Читаем Голубые эшелоны полностью

В тоже время снаряды начали рваться вблизи бронепоезда. Они летели с ревом и свистом со стороны Миллерова. Далеко позади, над выемкой, поднимался в небо белый дымок, наверно, от бронепоезда противника.

— Прячьтесь в вагон, товарищ Пархоменко, — крикнул командир, — слышите, как осколки жужжат?

Пархоменко, стоя на тендере, осмотрелся вокруг: отряд Лукоши под артиллерийским огнем уже отходил к Лихой, на него наседали немецкие части, пытаясь отрезать путь к отступлению.

— По конным, по конным! — кричал Пархоменко, не слушая командира. — Руднев нажимает на фланг, правильно! Пулемет застрочил, бей по пулемету! Вон под вербой… правильно… славно, сынок, славно! Подавились цурюки… еще разок стукни! Вот так их… А ты говоришь — прячься, а Лукоша, а Руднев, а пехота куда спрячется? Молодцы, луганцы!

Красногвардейские отряды наконец перешли на другую сторону железнодорожной насыпи и теперь свободно передвигались в «мертвом пространстве», торопясь к Лихой на подмогу. Немцы вышли из-под обстрела бронепоезда и тоже прекратили огонь. Над степью опустилась тишина. Солнце уже катилось на запад, над полями поднимался легкий парок, в небе, как листья осоки, трепетали крыльями жаворонки, зеленым соком наливались травы, принарядившие холмы.

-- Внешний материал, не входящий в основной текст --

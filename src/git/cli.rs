//! # Git CLI Porcelain
//!
//! [`GitPorcelain`] implemented by shelling out to the `git` binary.
//!
//! - personal access tokens are injected into `https://` remote URLs
//! - SSH keys are written to a private scratch file used via `GIT_SSH_COMMAND`
//! - `GIT_TERMINAL_PROMPT=0` is set for every command so git never blocks on input

use super::{CommitOutcome, GitError, GitPorcelain, WorkingCopy};
use crate::credentials::SecretSource;
use crate::crd::GitConfig;
use crate::observability::metrics;
use async_trait::async_trait;
use std::path::{Path, PathBuf};
use std::process::Output;
use std::sync::Arc;
use std::time::Instant;
use tempfile::TempDir;
use tokio::process::Command;
use tracing::{debug, info, info_span, Instrument};

/// Git porcelain backed by the git command line
pub struct GitCli {
    binary: String,
    workspace_dir: Option<PathBuf>,
    secrets: Arc<dyn SecretSource>,
}

impl std::fmt::Debug for GitCli {
    fn fmt(&self, f: &mut std::fmt::Formatter<'_>) -> std::fmt::Result {
        f.debug_struct("GitCli")
            .field("binary", &self.binary)
            .field("workspace_dir", &self.workspace_dir)
            .finish_non_exhaustive()
    }
}

/// Insert a token as the user part of an `https://` URL
///
/// Other schemes are returned unchanged.
pub fn authenticated_url(repository: &str, token: &str) -> String {
    match repository.strip_prefix("https://") {
        Some(rest) => {
            // Drop any userinfo already present
            let host_and_path = match rest.find('@') {
                Some(at) if !rest[..at].contains('/') => &rest[at + 1..],
                _ => rest,
            };
            format!("https://{token}@{host_and_path}")
        }
        None => repository.to_string(),
    }
}

fn ssh_command(key_path: &Path) -> String {
    format!(
        "ssh -i {} -o IdentitiesOnly=yes -o StrictHostKeyChecking=accept-new",
        key_path.display()
    )
}

impl GitCli {
    pub fn new(
        binary: impl Into<String>,
        workspace_dir: Option<PathBuf>,
        secrets: Arc<dyn SecretSource>,
    ) -> Self {
        Self {
            binary: binary.into(),
            workspace_dir,
            secrets,
        }
    }

    fn temp_dir(&self, prefix: &str) -> Result<TempDir, GitError> {
        let mut builder = tempfile::Builder::new();
        builder.prefix(prefix);
        match &self.workspace_dir {
            Some(dir) => builder.tempdir_in(dir),
            None => builder.tempdir(),
        }
        .map_err(GitError::Workspace)
    }

    async fn write_ssh_key(&self, key: &str) -> Result<(TempDir, PathBuf), GitError> {
        let dir = self.temp_dir("iuc-ssh-")?;
        let path = dir.path().join("id_key");
        let mut contents = key.to_string();
        if !contents.ends_with('\n') {
            contents.push('\n');
        }
        tokio::fs::write(&path, contents)
            .await
            .map_err(GitError::Workspace)?;
        #[cfg(unix)]
        {
            use std::os::unix::fs::PermissionsExt;
            tokio::fs::set_permissions(&path, std::fs::Permissions::from_mode(0o600))
                .await
                .map_err(GitError::Workspace)?;
        }
        Ok((dir, path))
    }

    /// Run one git command; non-zero exit becomes [`GitError::Command`]
    ///
    /// Output is redacted with the working copy's credential text.
    async fn run(
        &self,
        operation: &'static str,
        copy: &WorkingCopy,
        cwd: Option<&Path>,
        args: &[&str],
    ) -> Result<Output, GitError> {
        let output = self
            .command(cwd, args, copy.env())
            .output()
            .await
            .map_err(|source| GitError::Spawn { operation, source })?;

        if output.status.success() {
            Ok(output)
        } else {
            let stderr = String::from_utf8_lossy(&output.stderr);
            let stdout = String::from_utf8_lossy(&output.stdout);
            let detail = if stderr.trim().is_empty() { stdout } else { stderr };
            Err(GitError::Command {
                operation,
                message: copy.redact(detail.trim()),
            })
        }
    }

    fn command(&self, cwd: Option<&Path>, args: &[&str], env: &[(String, String)]) -> Command {
        let mut command = Command::new(&self.binary);
        command.args(args).env("GIT_TERMINAL_PROMPT", "0").kill_on_drop(true);
        if let Some(cwd) = cwd {
            command.current_dir(cwd);
        }
        for (key, value) in env {
            command.env(key, value);
        }
        command
    }

    async fn clone_into(&self, namespace: &str, git: &GitConfig) -> Result<WorkingCopy, GitError> {
        let checkout_dir = self.temp_dir("iuc-checkout-")?;
        let mut copy = WorkingCopy::new(checkout_dir, git.repository.clone(), git.branch.clone());

        let mut url = git.repository.clone();
        if let Some(token_ref) = &git.auth.personal_access_token_ref {
            let token = self
                .secrets
                .read_key(namespace, token_ref)
                .await
                .map_err(|e| GitError::Credentials(e.to_string()))?;
            let token = token.trim().to_string();
            url = authenticated_url(&git.repository, &token);
            copy = copy.with_redaction(token);
        }
        if let Some(key_ref) = &git.auth.ssh_key_ref {
            let key = self
                .secrets
                .read_key(namespace, key_ref)
                .await
                .map_err(|e| GitError::Credentials(e.to_string()))?;
            let (key_dir, key_path) = self.write_ssh_key(&key).await?;
            copy = copy
                .with_env("GIT_SSH_COMMAND", ssh_command(&key_path))
                .with_scratch_dir(key_dir);
        }

        let root = copy.root().to_string_lossy().into_owned();
        self.run(
            "clone",
            &copy,
            None,
            &[
                "clone",
                "--single-branch",
                "--branch",
                git.branch.as_str(),
                "--depth",
                "1",
                url.as_str(),
                root.as_str(),
            ],
        )
        .await?;

        let root_path = copy.root();
        self.run(
            "config",
            &copy,
            Some(root_path),
            &["config", "user.name", git.name.as_str()],
        )
        .await?;
        self.run(
            "config",
            &copy,
            Some(root_path),
            &["config", "user.email", git.email.as_str()],
        )
        .await?;

        Ok(copy)
    }

    async fn push(&self, copy: &WorkingCopy, message: &str) -> Result<CommitOutcome, GitError> {
        let root = copy.root();

        self.run("add", copy, Some(root), &["add", "-A"]).await?;

        // Exit status 0 means the index matches HEAD
        let staged = self
            .command(Some(root), &["diff", "--cached", "--quiet"], copy.env())
            .status()
            .await
            .map_err(|source| GitError::Spawn {
                operation: "diff",
                source,
            })?;
        if staged.success() {
            debug!(repository = %copy.repository(), "No staged changes, skipping commit");
            return Ok(CommitOutcome::NothingToCommit);
        }

        self.run("commit", copy, Some(root), &["commit", "-m", message])
            .await?;
        self.run("push", copy, Some(root), &["push", "origin", copy.branch()])
            .await?;
        Ok(CommitOutcome::Pushed)
    }
}

fn result_label<T, E>(result: &Result<T, E>) -> &'static str {
    if result.is_ok() {
        "success"
    } else {
        "error"
    }
}

#[async_trait]
impl GitPorcelain for GitCli {
    async fn checkout(&self, namespace: &str, git: &GitConfig) -> Result<WorkingCopy, GitError> {
        let span = info_span!(
            "git.clone",
            repository = %git.repository,
            branch = %git.branch
        );
        let start = Instant::now();
        let result = self.clone_into(namespace, git).instrument(span).await;
        metrics::observe_git_operation(
            "clone",
            &git.repository,
            result_label(&result),
            start.elapsed().as_secs_f64(),
        );
        if let Ok(copy) = &result {
            info!(
                repository = %git.repository,
                branch = %git.branch,
                path = %copy.root().display(),
                "Cloned repository"
            );
        }
        result
    }

    async fn commit_and_push(
        &self,
        copy: &WorkingCopy,
        message: &str,
    ) -> Result<CommitOutcome, GitError> {
        let span = info_span!(
            "git.push",
            repository = %copy.repository(),
            branch = %copy.branch()
        );
        let start = Instant::now();
        let result = self.push(copy, message).instrument(span).await;
        metrics::observe_git_operation(
            "push",
            copy.repository(),
            result_label(&result),
            start.elapsed().as_secs_f64(),
        );
        if let Ok(CommitOutcome::Pushed) = &result {
            info!(
                repository = %copy.repository(),
                branch = %copy.branch(),
                "Pushed commit"
            );
        }
        result
    }
}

После грохота артиллерии прозрачная сизая тишина казалась совсем немой, лишь в ушах еще звенело, словно шмель бился в оконное стекло.

Пархоменко встряхивал головой, словно хотел вытрясти этот звук, но, чем ближе подходил бронепоезд к Лихой, звук этот становился все сильнее, пока не превратился в грохот канонады. Теперь уже были видны и отблески огня, словно над станицей играли зарницы, потом зарделось небо, и на серых стенках бронепоезда задрожал розовый отсвет пожара.

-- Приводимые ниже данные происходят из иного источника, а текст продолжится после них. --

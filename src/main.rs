//! # Image Update Controller
//!
//! A Kubernetes controller that keeps container image tags in GitOps
//! repositories up to date with a container registry.
//!
//! ## Overview
//!
//! For every `ImageUpdateConfig` resource the controller:
//!
//! 1. **Checks the registry** - Lists tags of an AWS ECR repository, filtered by an anchored regex
//! 2. **Picks the latest tag** - Highest semantic version, or lexicographically greatest tag
//! 3. **Updates the GitOps repository** - Clones the branch, rewrites the configured
//!    YAML/JSON paths (optionally only the tag part of an image reference), commits and pushes
//! 4. **Reports status** - `currentTag`, `latestTag`, timestamps and a `Ready` condition
//!
//! ## Features
//!
//! - **Interval gating**: each resource is checked at most once per `checkInterval`
//! - **Per-resource backoff**: Fibonacci backoff for failing resources
//! - **Prometheus metrics**: Exposes metrics for monitoring and observability
//! - **Health probes**: HTTP endpoints for liveness and readiness checks

use anyhow::Result;
use image_update_controller::runtime::initialization::initialize;
use image_update_controller::runtime::watch_loop::run_watch_loop;

#[tokio::main]
async fn main() -> Result<()> {
    let init_result = initialize().await?;

    run_watch_loop(
        init_result.configs,
        init_result.reconciler,
        init_result.server_state,
    )
    .await
}
//! # Document Mutator
//!
//! Applies path mutations to whole documents. A document is either fully
//! rewritten or left untouched: every mutation is applied to an in-memory tree
//! and bytes are only produced once all of them succeeded.

use super::codec::{codec_for_path, CodecError, DocumentCodec};
use super::path::{self, PathError, PathExpr};
use super::value::Value;
use std::path::Path;
use thiserror::Error;
use tracing::debug;

/// Mutation failures, wrapped with the originating path and file when known
#[derive(Debug, Error)]
pub enum MutationError {
    #[error("path '{path}' in {}: {source}", .file.as_deref().unwrap_or("document"))]
    Path {
        path: String,
        file: Option<String>,
        #[source]
        source: PathError,
    },
    #[error("failed to decode {}: {source}", .file.as_deref().unwrap_or("document"))]
    Decode {
        file: Option<String>,
        #[source]
        source: CodecError,
    },
    #[error("failed to encode {}: {source}", .file.as_deref().unwrap_or("document"))]
    Encode {
        file: Option<String>,
        #[source]
        source: CodecError,
    },
    #[error("failed to access {file}: {source}")]
    Io {
        file: String,
        #[source]
        source: std::io::Error,
    },
}

impl MutationError {
    /// Attach a file identity to an error produced on raw bytes
    #[must_use]
    pub fn in_file(self, file: &str) -> Self {
        let file = Some(file.to_string());
        match self {
            MutationError::Path { path, source, .. } => MutationError::Path { path, file, source },
            MutationError::Decode { source, .. } => MutationError::Decode { file, source },
            MutationError::Encode { source, .. } => MutationError::Encode { file, source },
            io @ MutationError::Io { .. } => io,
        }
    }

    /// Underlying path engine error, if any
    pub fn path_error(&self) -> Option<&PathError> {
        match self {
            MutationError::Path { source, .. } => Some(source),
            _ => None,
        }
    }
}

/// One path rewrite
#[derive(Debug, Clone, PartialEq, Eq)]
pub struct Mutation {
    pub path: String,
    pub value: String,
    pub image_tag_only: bool,
}

impl Mutation {
    pub fn new(path: impl Into<String>, value: impl Into<String>, image_tag_only: bool) -> Self {
        Self {
            path: path.into(),
            value: value.into(),
            image_tag_only,
        }
    }
}

fn path_err(path: &str, source: PathError) -> MutationError {
    MutationError::Path {
        path: path.to_string(),
        file: None,
        source,
    }
}

fn mutate_tree(root: &mut Value, mutation: &Mutation) -> Result<(), MutationError> {
    let expr = PathExpr::parse(&mutation.path).map_err(|e| path_err(&mutation.path, e))?;
    let (parents, terminal) = expr.split_terminal();
    let container = path::navigate_mut(root, parents).map_err(|e| path_err(&mutation.path, e))?;
    path::set_value(container, terminal, &mutation.value, mutation.image_tag_only)
        .map_err(|e| path_err(&mutation.path, e))
}

/// Apply several mutations to one document, all-or-nothing
///
/// Every path is checked against the grammar before the document is decoded.
pub fn apply_mutations(
    codec: &dyn DocumentCodec,
    document: &[u8],
    mutations: &[Mutation],
) -> Result<Vec<u8>, MutationError> {
    for mutation in mutations {
        path::validate(&mutation.path).map_err(|e| path_err(&mutation.path, e))?;
    }

    let mut root = codec
        .decode(document)
        .map_err(|source| MutationError::Decode { file: None, source })?;
    for mutation in mutations {
        mutate_tree(&mut root, mutation)?;
    }
    codec
        .encode(&root)
        .map_err(|source| MutationError::Encode { file: None, source })
}

/// Apply a single mutation to document bytes
pub fn apply_mutation(
    codec: &dyn DocumentCodec,
    document: &[u8],
    path: &str,
    new_value: &str,
    image_tag_only: bool,
) -> Result<Vec<u8>, MutationError> {
    apply_mutations(
        codec,
        document,
        &[Mutation::new(path, new_value, image_tag_only)],
    )
}

/// Read the value at `path` inside document bytes
pub fn value_at(codec: &dyn DocumentCodec, document: &[u8], path: &str) -> Result<Value, MutationError> {
    let steps = path::parse(path).map_err(|e| path_err(path, e))?;
    let root = codec
        .decode(document)
        .map_err(|source| MutationError::Decode { file: None, source })?;
    path::navigate(&root, &steps)
        .cloned()
        .map_err(|e| path_err(path, e))
}

/// Rewrite one path inside a file on disk
///
/// The file is only written after the in-memory transform succeeded.
pub async fn update_path(
    file: &Path,
    path: &str,
    new_value: &str,
    image_tag_only: bool,
) -> Result<(), MutationError> {
    let display = file.display().to_string();
    path::validate(path).map_err(|e| path_err(path, e).in_file(&display))?;

    let codec = codec_for_path(file);
    let original = tokio::fs::read(file).await.map_err(|source| MutationError::Io {
        file: display.clone(),
        source,
    })?;
    let updated = apply_mutation(codec, &original, path, new_value, image_tag_only)
        .map_err(|e| e.in_file(&display))?;

    tokio::fs::write(file, updated)
        .await
        .map_err(|source| MutationError::Io {
            file: display.clone(),
            source,
        })?;
    debug!(file = %file.display(), path = %path, codec = codec.name(), "Updated document path");
    Ok(())
}

/// Read the value at `path` inside a file on disk
pub async fn read_path(file: &Path, path: &str) -> Result<Value, MutationError> {
    let display = file.display().to_string();
    path::validate(path).map_err(|e| path_err(path, e).in_file(&display))?;

    let bytes = tokio::fs::read(file).await.map_err(|source| MutationError::Io {
        file: display.clone(),
        source,
    })?;
    value_at(codec_for_path(file), &bytes, path).map_err(|e| e.in_file(&display))
}

#[cfg(test)]
mod tests {
    use super::*;
    use crate::document::codec::{JsonCodec, YamlCodec};

    const DEPLOYMENT: &str = r"spec:
  template:
    spec:
      containers:
        - name: web
          image: docker.io/nginx:1.20
        - name: sidecar
          image: busybox:1.36
";

    #[test]
    fn test_apply_mutation_image_tag_only() {
        let out = apply_mutation(
            &YamlCodec,
            DEPLOYMENT.as_bytes(),
            "spec.template.spec.containers[0].image",
            "1.21",
            true,
        )
        .unwrap();
        let value = value_at(&YamlCodec, &out, "spec.template.spec.containers[0].image").unwrap();
        assert_eq!(value.as_str(), Some("docker.io/nginx:1.21"));
        let sidecar = value_at(&YamlCodec, &out, "spec.template.spec.containers[1].image").unwrap();
        assert_eq!(sidecar.as_str(), Some("busybox:1.36"));
    }

    #[test]
    fn test_apply_mutation_is_idempotent() {
        let path = "spec.template.spec.containers[0].image";
        let once = apply_mutation(&YamlCodec, DEPLOYMENT.as_bytes(), path, "1.21", true).unwrap();
        let twice = apply_mutation(&YamlCodec, &once, path, "1.21", true).unwrap();
        assert_eq!(
            YamlCodec.decode(&once).unwrap(),
            YamlCodec.decode(&twice).unwrap()
        );
    }

    #[test]
    fn test_apply_mutations_is_all_or_nothing() {
        let mutations = vec![
            Mutation::new("spec.template.spec.containers[0].image", "1.21", true),
            Mutation::new("spec.template.spec.containers[5].image", "1.21", true),
        ];
        let err = apply_mutations(&YamlCodec, DEPLOYMENT.as_bytes(), &mutations).unwrap_err();
        assert_eq!(
            err.path_error(),
            Some(&PathError::IndexOutOfRange { index: 5, len: 2 })
        );
    }

    #[test]
    fn test_malformed_path_fails_before_decode() {
        // Not valid YAML either; the path error must win
        let err = apply_mutation(&YamlCodec, b"key: [unclosed", "spec..bad", "x", false).unwrap_err();
        assert!(matches!(
            err.path_error(),
            Some(PathError::Malformed { .. })
        ));
    }

    #[test]
    fn test_error_message_carries_file() {
        let err = apply_mutation(&YamlCodec, DEPLOYMENT.as_bytes(), "spec.missing.image", "x", false)
            .unwrap_err()
            .in_file("deploy.yaml");
        let message = err.to_string();
        assert!(message.contains("spec.missing.image"), "{message}");
        assert!(message.contains("deploy.yaml"), "{message}");
    }

    #[test]
    fn test_json_document() {
        let doc = br#"{"image": {"repository": "nginx", "tag": "1.20"}}"#;
        let out = apply_mutation(&JsonCodec, doc, "image.tag", "1.21", false).unwrap();
        assert_eq!(
            value_at(&JsonCodec, &out, "image.tag").unwrap().as_str(),
            Some("1.21")
        );
    }

    #[tokio::test]
    async fn test_update_path_round_trip_on_disk() {
        let dir = tempfile::tempdir().unwrap();
        let file = dir.path().join("deployment.yaml");
        tokio::fs::write(&file, DEPLOYMENT).await.unwrap();

        update_path(&file, "spec.template.spec.containers[0].image", "1.21", true)
            .await
            .unwrap();

        let value = read_path(&file, "spec.template.spec.containers[0].image")
            .await
            .unwrap();
        assert_eq!(value.as_str(), Some("docker.io/nginx:1.21"));
    }

    #[tokio::test]
    async fn test_update_path_failure_leaves_file_untouched() {
        let dir = tempfile::tempdir().unwrap();
        let file = dir.path().join("deployment.yaml");
        tokio::fs::write(&file, DEPLOYMENT).await.unwrap();

        let err = update_path(&file, "spec.template.spec.initContainers[0].image", "1.21", true)
            .await
            .unwrap_err();
        assert!(matches!(err, MutationError::Path { file: Some(_), .. }));
        assert_eq!(tokio::fs::read_to_string(&file).await.unwrap(), DEPLOYMENT);
    }

    #[tokio::test]
    async fn test_update_path_missing_file() {
        let dir = tempfile::tempdir().unwrap();
        let err = update_path(&dir.path().join("absent.yaml"), "a.b", "1", false)
            .await
            .unwrap_err();
        assert!(matches!(err, MutationError::Io { .. }));
    }
}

Станция Лихая была вся в огне: на железнодорожных путях горели вагоны, сбоку пылало строение, между вагонами сновали черные силуэты, вокруг рвались снаряды, и на зубцах золотых корон летели в небо куски вагонов и человеческих тел. Эшелоны, освещенные пожаром, медленно отползали от станции, на вагонах гроздьями висели люди, а не успевшие вскочить на поезд разбегались по степи, торопясь выбраться с территории станции, на которую градом сыпались снаряды. Один из снарядов попал в баки с нефтью, в небо вырвался красный язык. Буйное пламя гудело глухо, как поезд, дым от нефти черной завесой начал затягивать станцию. В другом конце над эшелонами стояло белое облако — оно поднялось от вагона с мукой, в который также попал снаряд.

Эшелоны в облаках муки и дыма выходили на стрелки и ползли дальше, в сторону Белой Калитвы, но они не могли набрать скорость. Между ними не было необходимой для этого дистанции, поезда шли почти вплотную один за другим, и оттого казалось, что они стоят на месте.

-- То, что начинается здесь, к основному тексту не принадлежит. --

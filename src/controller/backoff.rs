//! # Fibonacci Backoff
//!
//! Progressive retry intervals for failed reconciliations.
//!
//! The sequence starts at `min` minutes and grows along the Fibonacci
//! sequence (`min, min, 2·min, 3·min, 5·min, ...`) until it reaches `max`.

use std::time::Duration;

/// Stateful Fibonacci backoff counter
#[derive(Debug, Clone)]
pub struct FibonacciBackoff {
    min_minutes: u64,
    max_minutes: u64,
    previous: u64,
    current: u64,
}

impl FibonacciBackoff {
    /// Create a backoff bounded by `[min_minutes, max_minutes]`
    pub fn new(min_minutes: u64, max_minutes: u64) -> Self {
        let min_minutes = min_minutes.max(1);
        let max_minutes = max_minutes.max(min_minutes);
        Self {
            min_minutes,
            max_minutes,
            previous: 0,
            current: min_minutes,
        }
    }

    /// Next backoff in seconds; advances the sequence
    pub fn next_backoff_seconds(&mut self) -> u64 {
        let minutes = self.current.min(self.max_minutes);
        let next = self.previous.saturating_add(self.current);
        self.previous = self.current;
        self.current = next.min(self.max_minutes);
        minutes * 60
    }

    /// Restart from the lower bound
    pub fn reset(&mut self) {
        self.previous = 0;
        self.current = self.min_minutes;
    }

    /// Backoff for the n-th consecutive error (0-indexed) without keeping state
    pub fn calculate_for_error_count(error_count: u32, min_minutes: u64, max_minutes: u64) -> Duration {
        let mut backoff = Self::new(min_minutes, max_minutes);
        let mut seconds = backoff.next_backoff_seconds();
        for _ in 0..error_count {
            seconds = backoff.next_backoff_seconds();
            if seconds >= backoff.max_minutes * 60 {
                break;
            }
        }
        Duration::from_secs(seconds)
    }
}

/// Per-resource backoff bookkeeping
#[derive(Debug, Clone)]
pub struct BackoffState {
    pub backoff: FibonacciBackoff,
    pub error_count: u32,
}

impl BackoffState {
    pub fn new(min_minutes: u64, max_minutes: u64) -> Self {
        Self {
            backoff: FibonacciBackoff::new(min_minutes, max_minutes),
            error_count: 0,
        }
    }

    pub fn increment_error(&mut self) {
        self.error_count = self.error_count.saturating_add(1);
    }
}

Красногвардейские отряды Пятой армии бились на подступах к станции, слева были остатки частей Третьей армии. Враг атаковал беспрерывно, стремясь захватить имущество и снаряжение и отрезать отступление тысячам отважных донецких шахтеров, луганским и харьковским рабочим и красным казакам Каменской станицы, которые тоже присоединились к украинской армии Ворошилова.

Наступали на них вооруженные до зубов регулярные немецкие части и отряды гайдамаков, сформированные и вооруженные в Германии. Им помогали белогвардейские офицеры и части донских белоказаков атамана Краснова.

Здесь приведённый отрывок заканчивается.